### [EXERCISE DIRECTIONS]
Copy the first line of the material below and every later line through the line containing "use stakewatch_core::ports::EventRepository;", without any other output.
--- THE DATA Enclosed Below ---
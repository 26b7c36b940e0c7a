//! Event repository implementation for PostgreSQL.

use async_trait::async_trait;
use sqlx::{PgConnection, PgPool};

use stakewatch_core::error::{StorageError, StorageResult};
use stakewatch_core::models::Event;
use stakewatch_core::ports::EventRepository;

use super::helpers::{non_negative, to_bigint, to_int};

// =============================================================================
// Repository Implementation
// =============================================================================

/// PostgreSQL implementation of EventRepository.
pub struct PgEventRepository {
    pool: PgPool,
}

impl PgEventRepository {
    pub fn new(pool: PgPool) -> Self {
        Self { pool }
    }
}

#[async_trait]
impl EventRepository for PgEventRepository {
    async fn list_events_for_block(&self, block_number: u64) -> StorageResult<Vec<Event>> {
        let rows = sqlx::query_as::<_, EventRow>(
            r#"
            SELECT id, block_number, index, section, method, data,
                   apply_extrinsic, phase, topics, block_date
            FROM events
            WHERE block_number = $1
            ORDER BY index ASC
            "#,
        )
        .bind(to_bigint(block_number, "event.block_number")?)
        .fetch_all(&self.pool)
        .await
        .map_err(|e| StorageError::QueryError(e.to_string()))?;

        rows.into_iter().map(EventRow::into_event).collect()
    }

    async fn list_events_for_extrinsic(
        &self,
        block_number: u64,
        extrinsic_index: u32,
    ) -> StorageResult<Vec<Event>> {
        let rows = sqlx::query_as::<_, EventRow>(
            r#"
            SELECT id, block_number, index, section, method, data,
                   apply_extrinsic, phase, topics, block_date
            FROM events
            WHERE block_number = $1 AND apply_extrinsic = $2
            ORDER BY index ASC
            "#,
        )
        .bind(to_bigint(block_number, "event.block_number")?)
        .bind(to_int(extrinsic_index, "event.apply_extrinsic")?)
        .fetch_all(&self.pool)
        .await
        .map_err(|e| StorageError::QueryError(e.to_string()))?;

        rows.into_iter().map(EventRow::into_event).collect()
    }
}

/// Delete the events of a block and write the new ones on `conn`.
pub(super) async fn replace_events(
    conn: &mut PgConnection,
    block_number: u64,
    events: &[Event],
) -> StorageResult<()> {
    sqlx::query("DELETE FROM events WHERE block_number = $1")
        .bind(to_bigint(block_number, "event.block_number")?)
        .execute(&mut *conn)
        .await
        .map_err(|e| StorageError::QueryError(e.to_string()))?;

    for event in events {
        sqlx::query(
            r#"
            INSERT INTO events (
                id, block_number, index, section, method, data,
                apply_extrinsic, phase, topics, block_date
            )
            VALUES ($1, $2, $3, $4, $5, $6, $7, $8, $9, $10)
            "#,
        )
        .bind(&event.id)
        .bind(to_bigint(event.block_number, "event.block_number")?)
        .bind(to_int(event.index, "event.index")?)
        .bind(&event.section)
        .bind(&event.method)
        .bind(&event.data)
        .bind(
            event
                .apply_extrinsic
                .map(|i| to_int(i, "event.apply_extrinsic"))
                .transpose()?,
        )
        .bind(&event.phase)
        .bind(&event.topics)
        .bind(event.block_date)
        .execute(&mut *conn)
        .await
        .map_err(|e| StorageError::QueryError(e.to_string()))?;
    }

    Ok(())
}

// =============================================================================
// Row Mapping
// =============================================================================

#[derive(sqlx::FromRow)]
struct EventRow {
    id: String,
    block_number: i64,
    index: i32,
    section: String,
    method: String,
    data: serde_json::Value,
    apply_extrinsic: Option<i32>,
    phase: String,
    topics: Vec<String>,
    block_date: chrono::DateTime<chrono::Utc>,
}

impl EventRow {
    fn into_event(self) -> StorageResult<Event> {
        Ok(Event {
            id: self.id,
            block_number: non_negative(self.block_number, "event.block_number")?,
            index: non_negative(self.index.into(), "event.index")?,
            section: self.section,
            method: self.method,
            data: self.data,
            apply_extrinsic: self
                .apply_extrinsic
                .map(|i| non_negative(i.into(), "event.apply_extrinsic"))
                .transpose()?,
            phase: self.phase,
            topics: self.topics,
            block_date: self.block_date,
        })
    }
}
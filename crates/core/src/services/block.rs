//! Block ingestor - mirrors one block with its events and extrinsics.

use std::sync::Arc;

use async_trait::async_trait;
use chrono::{DateTime, Utc};
use tracing::{debug, info, instrument, trace};

use crate::error::{ChainError, DomainError, IndexerResult};
use crate::models::{Block, Event, Extrinsic, Session};
use crate::ports::{ChainSource, RawEvent, RawExtrinsic, Repositories};

use super::traversal::{EntityKind, Frontier, Grabber, ItemOutcome};

/// Ingests blocks by height.
///
/// The Block and Session rows are created once and left untouched on
/// re-ingestion. Events and extrinsics are always replaced so they reflect
/// the latest decode.
pub struct BlockIngestor<C: ChainSource, R: Repositories> {
    chain: Arc<C>,
    repositories: Arc<R>,
    chain_name: String,
}

impl<C: ChainSource, R: Repositories> BlockIngestor<C, R> {
    pub fn new(chain: Arc<C>, repositories: Arc<R>, chain_name: impl Into<String>) -> Self {
        Self {
            chain,
            repositories,
            chain_name: chain_name.into(),
        }
    }

    /// Ingest the block at `height`.
    #[instrument(skip(self))]
    pub async fn ingest(&self, height: u64) -> IndexerResult<ItemOutcome> {
        let hash = self
            .chain
            .block_hash(height)
            .await?
            .ok_or(ChainError::BlockNotFound(height))?;
        let session_index = self.chain.session_index(&hash).await?;
        let timestamp = self.chain.timestamp(&hash).await?;
        let raw_events = self.chain.events(&hash).await?;
        let raw_extrinsics = self.chain.extrinsics(&hash).await?;

        let block_date = block_date(timestamp)?;
        trace!(%hash, session = session_index, %block_date, "Fetched block");

        let block = Block {
            number: height,
            hash,
            start_date_time: block_date,
        };
        if self.repositories.blocks().insert_block_if_absent(&block).await? {
            debug!("Block row created");
        }

        let session = Session {
            index: session_index,
            start_block_number: height,
        };
        if self
            .repositories
            .sessions()
            .insert_session_if_absent(&session)
            .await?
        {
            info!(session = session_index, "🆕 Session created");
        }

        let events = transform_events(height, block_date, raw_events);
        let extrinsics = transform_extrinsics(height, block_date, raw_extrinsics);
        self.repositories
            .replace_block_activity(height, &events, &extrinsics)
            .await?;

        info!(
            block = height,
            events = events.len(),
            extrinsics = extrinsics.len(),
            "⛓️  Block indexed"
        );
        Ok(ItemOutcome::Ingested)
    }
}

#[async_trait]
impl<C: ChainSource, R: Repositories> Grabber for BlockIngestor<C, R> {
    fn kind(&self) -> EntityKind {
        EntityKind::Block
    }

    async fn frontier(&self) -> IndexerResult<Frontier> {
        let blocks = self.repositories.blocks();
        let checkpoint = self
            .repositories
            .chains()
            .get_chain(&self.chain_name)
            .await?
            .and_then(|c| c.last_grabbed_block);

        Ok(Frontier {
            lowest_saved: blocks.lowest_block_number().await?,
            highest_saved: blocks.highest_block_number().await?,
            checkpoint,
            tip: self.chain.best_number().await?,
        })
    }

    async fn exists(&self, index: u64) -> IndexerResult<bool> {
        Ok(self.repositories.blocks().get_block(index).await?.is_some())
    }

    async fn grab(&self, index: u64) -> IndexerResult<ItemOutcome> {
        self.ingest(index).await
    }

    async fn on_gap_filled(&self, index: u64) -> IndexerResult<()> {
        self.repositories
            .chains()
            .set_last_grabbed_block(&self.chain_name, Some(index))
            .await?;
        Ok(())
    }

    async fn clear_checkpoint(&self) -> IndexerResult<()> {
        self.repositories
            .chains()
            .set_last_grabbed_block(&self.chain_name, None)
            .await?;
        Ok(())
    }
}

fn block_date(timestamp_ms: u64) -> IndexerResult<DateTime<Utc>> {
    i64::try_from(timestamp_ms)
        .ok()
        .and_then(DateTime::from_timestamp_millis)
        .ok_or_else(|| {
            DomainError::DecodingError(format!("timestamp {timestamp_ms} out of range")).into()
        })
}

/// Transform raw events to domain models.
fn transform_events(block_number: u64, block_date: DateTime<Utc>, raw: Vec<RawEvent>) -> Vec<Event> {
    raw.into_iter()
        .map(|evt| Event {
            id: Event::make_id(block_number, evt.index),
            block_number,
            index: evt.index,
            section: evt.pallet,
            method: evt.name,
            data: evt.data,
            apply_extrinsic: evt.extrinsic_index,
            phase: evt.phase,
            topics: evt
                .topics
                .iter()
                .map(|t| format!("0x{}", hex::encode(t)))
                .collect(),
            block_date,
        })
        .collect()
}

/// Transform raw extrinsics to domain models.
fn transform_extrinsics(
    block_number: u64,
    block_date: DateTime<Utc>,
    raw: Vec<RawExtrinsic>,
) -> Vec<Extrinsic> {
    raw.into_iter()
        .map(|ext| Extrinsic {
            id: Extrinsic::make_id(block_number, ext.index),
            block_number,
            index: ext.index,
            section: ext.pallet,
            method: ext.call,
            args: ext.args,
            is_signed: ext.signer.is_some(),
            signer: ext.signer.unwrap_or_default(),
            nonce: ext.nonce,
            tip: ext.tip,
            block_date,
        })
        .collect()
}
--- End of Enclosed THE DATA ---
### [ANSWER SPACE]
repository 26b7c36b940e0c7a
//! Event repository implementation for PostgreSQL.

use async_trait::async_trait;
use sqlx::{PgConnection, PgPool};

use stakewatch_core::error::{StorageError, StorageResult};
use stakewatch_core::models::Event;
use stakewatch_core::ports::EventRepository;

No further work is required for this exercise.